The terms “exit” and “exit strategy” are now dominating media discussions about Iraq. Some attribute the new language to the new administration. The odd fact is that the recent U.S. Army redeployment is not the brainchild of the Obama’s administration, but a provision of a November 2008 agreement signed between the Iraqi government of Nuri Al-Maliki and the Bush administration. Talk of exiting Iraq indeed preceded Obama’s entrance. The new U.S. administration simply honored previous commitments. As per official statements, following the June 30 redeployment, the U.S. is expected to reduce its forces by 50,000 by August 2010 and then many of those remaining by the end of 2011.
So, 2012 will witness a fully independent Iraq, right? Wrong. “Many studying Iraq believe the U.S. will end up negotiating with Baghdad to establish a couple of permanent military bases,” writes Matt Schofield. “Those could be essential to leaving behind a stable government, a military loyal to the nation and capable of defending it, and a country that has the backing of the people.”
Those who wish to decipher such deceptive language should comprehend the permanent U.S. military presence as permanent occupation. Indeed, the U.S. doesn’t have to be present on every Iraqi street corner to officially occupy the country. The sectarian Iraqi army and police — U.S. armed and trained — should be enough to carry out U.S. wishes in Iraq (under the guise of fighting terrorists), while the U.S. will “stand ready, if asked … to help in that process,” as explained by Biden.

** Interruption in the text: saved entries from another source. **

//! Validation rules attached to schema fields.

use std::fmt;
use std::future::Future;
use std::sync::Arc;

use futures::future::{BoxFuture, FutureExt};
use regex::bytes::{Regex, RegexBuilder};

use crate::value::CollectedValue;

/// Outcome of a single predicate.
#[derive(Debug, Clone, PartialEq, Eq)]
pub enum Verdict {
    Pass,
    /// Failed; the rule's own error message is reported
    Fail,
    /// Failed with a message supplied by the predicate, which takes precedence
    Reject(String),
}

impl From<bool> for Verdict {
    fn from(passed: bool) -> Self {
        if passed { Verdict::Pass } else { Verdict::Fail }
    }
}

impl From<Result<(), String>> for Verdict {
    fn from(result: Result<(), String>) -> Self {
        match result {
            Ok(()) => Verdict::Pass,
            Err(message) => Verdict::Reject(message),
        }
    }
}

/// A compiled pattern rule.
///
/// Text is matched with Unicode semantics. Raw bytes (disk files and
/// unencoded buffers) are matched byte by byte, so `\x89` means the byte
/// 0x89 there. A pattern that only makes sense in Unicode mode, such as
/// `\p{L}`, falls back to the Unicode form for bytes as well.
#[derive(Clone)]
pub struct Pattern {
    text: Regex,
    bytes: Option<Regex>,
}

impl Pattern {
    pub fn new(pattern: &str) -> Result<Self, regex::Error> {
        Ok(Self {
            text: Regex::new(pattern)?,
            bytes: RegexBuilder::new(pattern).unicode(false).build().ok(),
        })
    }

    pub fn as_str(&self) -> &str {
        self.text.as_str()
    }

    /// Match the UTF-8 bytes of a text value.
    pub fn is_match_text(&self, text: &[u8]) -> bool {
        self.text.is_match(text)
    }

    /// Match raw bytes, one byte per character.
    pub fn is_match_bytes(&self, bytes: &[u8]) -> bool {
        self.bytes.as_ref().unwrap_or(&self.text).is_match(bytes)
    }
}

impl fmt::Debug for Pattern {
    fn fmt(&self, f: &mut fmt::Formatter<'_>) -> fmt::Result {
        f.debug_tuple("Pattern").field(&self.as_str()).finish()
    }
}

type SyncFn = dyn Fn(&str, &CollectedValue) -> Verdict + Send + Sync;
type AsyncFn = dyn Fn(String, CollectedValue) -> BoxFuture<'static, Verdict> + Send + Sync;

/// The shape of a predicate, chosen explicitly by the schema author.
#[derive(Clone)]
pub enum Predicate {
    /// Matches the value's text, or a file's raw bytes
    Pattern(Pattern),
    Sync(Arc<SyncFn>),
    /// Suspends the chain until the returned future resolves
    Async(Arc<AsyncFn>),
}

impl fmt::Debug for Predicate {
    fn fmt(&self, f: &mut fmt::Formatter<'_>) -> fmt::Result {
        match self {
            Predicate::Pattern(pattern) => pattern.fmt(f),
            Predicate::Sync(_) => f.write_str("Sync(..)"),
            Predicate::Async(_) => f.write_str("Async(..)"),
        }
    }
}

#[derive(Debug, Clone)]
pub struct Rule {
    pub predicate: Predicate,
    /// Reported when the predicate fails without a message of its own
    pub error: String,
}

impl Rule {
    pub fn pattern(pattern: Pattern, error: impl Into<String>) -> Self {
        Self {
            predicate: Predicate::Pattern(pattern),
            error: error.into(),
        }
    }

    /// Compile `pattern` and build a pattern rule from it.
    pub fn try_pattern(pattern: &str, error: impl Into<String>) -> Result<Self, regex::Error> {
        Ok(Self::pattern(Pattern::new(pattern)?, error))
    }

    /// A synchronous predicate; anything convertible into a [`Verdict`] may be
    /// returned, so plain `bool` closures work.
    pub fn check<F, V>(f: F, error: impl Into<String>) -> Self
    where
        F: Fn(&str, &CollectedValue) -> V + Send + Sync + 'static,
        V: Into<Verdict>,
    {
        Self {
            predicate: Predicate::Sync(Arc::new(move |key, value| f(key, value).into())),
            error: error.into(),
        }
    }

    /// An asynchronous predicate receiving owned copies of the key and value.
    pub fn check_async<F, Fut, V>(f: F, error: impl Into<String>) -> Self
    where
        F: Fn(String, CollectedValue) -> Fut + Send + Sync + 'static,
        Fut: Future<Output = V> + Send + 'static,
        V: Into<Verdict> + 'static,
    {
        Self {
            predicate: Predicate::Async(Arc::new(move |key, value| {
                f(key, value).map(Into::into).boxed()
            })),
            error: error.into(),
        }
    }

    pub fn is_async(&self) -> bool {
        matches!(self.predicate, Predicate::Async(_))
    }
}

Iraq headlines will eventually fade away, making space for the new escalation in Afghanistan, also in the name of fighting terror, bringing democracy and all the rest. The faces of the victims will be hidden so as not to harm our sensibilities, and casualty figures will be manipulated, contested and at times blamed on the cowardly terrorists who hide among civilians. In other words, the U.S. will take the spirit of its Iraq war to Afghanistan, remain in Iraq — as inconspicuously as possible — so as to hold onto its strategic military achievement, and, if necessary, blame both nations for their growing misfortunes.
However, before we take our eyes off Iraq, Americans must remember their own culpabilities in what transpired there. Antiwar activists and people of conscience must not forget that 130,000 U.S. soldiers remain in the country; that the U.S. has complete control over Iraqi airspace and territorial water; that there is not yet any reason for celebrating and moving on.
Even if one is credulous enough to believe the administration and army’s own account of its future in Iraq, one should recall comments made by Adm. Mike Mullen last February: “Mr. Obama plans to leave behind a ‘residual force’ of tens of thousands of troops to continue training Iraqi security forces, hunt down terrorist cells and guard American institutions.” One may be genuinely eager to see a sovereign, democratic and stable Iraq, but such hopes must not occur at the expense of truth and common sense.